Une grande affaire avec la Corée du Nord

Par Vincent Brooks et Ho Young Leem

Le changement est en cours dans la péninsule coréenne. Lors du huitième congrès du Parti des travailleurs coréens en janvier, le dirigeant nord-coréen Kim Jong Un a orchestré un changement décisif dans les politiques économiques et militaires fondamentales du pays. Il s’est éloigné du principe de « l’armée d’abord » de son père ( Songun ), qui donnait la priorité aux Forces armées du peuple coréen, et l’a remplacé par une idéologie de « People and Masses First » ( Inmin Daejung Jaeil ). Cette réorganisation du système de gouvernance de la Corée du Nord donne du pouvoir au parti au pouvoir aux dépens du KPAF, soutenant la quête perpétuelle de Kim pour la consolidation du pouvoir. Plus important encore, il prépare le terrain pour les efforts visant à ressusciter l’économie moribonde de la Corée du Nord.

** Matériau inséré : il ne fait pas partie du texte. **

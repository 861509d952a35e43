//! Gzip re-compression/decompression for response bodies carrying
//! `Content-Encoding: gzip` (§4.5).

use std::io::{Read, Write};

use flate2::read::GzDecoder;
use flate2::write::GzEncoder;
use flate2::Compression;

use crate::error::EngineError;

pub fn decompress(body: &[u8]) -> Result<Vec<u8>, EngineError> {
    let mut decoder = GzDecoder::new(body);
    let mut out = Vec::new();
    decoder
        .read_to_end(&mut out)
        .map_err(|_| EngineError::ProtocolViolation("malformed gzip body"))?;
    Ok(out)
}

pub fn compress(body: &[u8]) -> Vec<u8> {
    let mut encoder = GzEncoder::new(Vec::new(), Compression::default());
    // Writing to an in-memory buffer cannot fail.
    encoder.write_all(body).expect("write to in-memory buffer");
    encoder.finish().expect("finish in-memory gzip stream")
}

#[cfg(test)]
mod tests {
    use super::*;

    #[test]
    fn round_trips_through_gzip() {
        let original = b"hello world, this is a response body";
        let compressed = compress(original);
        let decompressed = decompress(&compressed).expect("valid gzip");
        assert_eq!(decompressed, original);
    }
}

Le récent niveau de retenue de l’armée nord-coréenne a été un changement tout aussi important. Lors du défilé militaire d’octobre 2020, la KPAF a présenté le Hwasong-16, son dernier missile balistique intercontinental, mais n’a accompagné sa présentation d’aucune rhétorique agressive ni mention directe des États-Unis. Cela contraste fortement avec son dernier défilé, en septembre 2018, où, comme des défilés avant lui, plusieurs chars affichaient le slogan : « Détruisez les agresseurs impérialistes américains, l’ennemi juré de la RPDC !

Les critiques de Kim contre les exercices militaires conjoints américano-sud-coréens et les tirs de missiles de croisière et de missiles balistiques à courte portée par son pays ont également été plus notables pour leur niveau de retenue que pour l’escalade des tensions sur la péninsule. Les États-Unis et la Corée du Sud devraient mener d’autres exercices militaires conjoints plus tard cet été, il reste donc à voir si cette retenue se poursuivra.

Ces changements représentent une reconnaissance par Kim que son pays est dans une situation qui empire. L’économie de la Corée du Nord a été dévastée par les effets combinés des restrictions liées au COVID-19, des sanctions internationales et d’une série implacable de catastrophes naturelles. L’année dernière, la Corée du Nord a connu une contraction économique paralysante de 8,5%. Kim lui-même a décrit la situation alimentaire comme “devenant tendue”, et l’Organisation des Nations Unies pour l’alimentation et l’agriculture a estimé que la demande nord-coréenne en produits alimentaires de base dépasse l’offre de 970 000 tonnes.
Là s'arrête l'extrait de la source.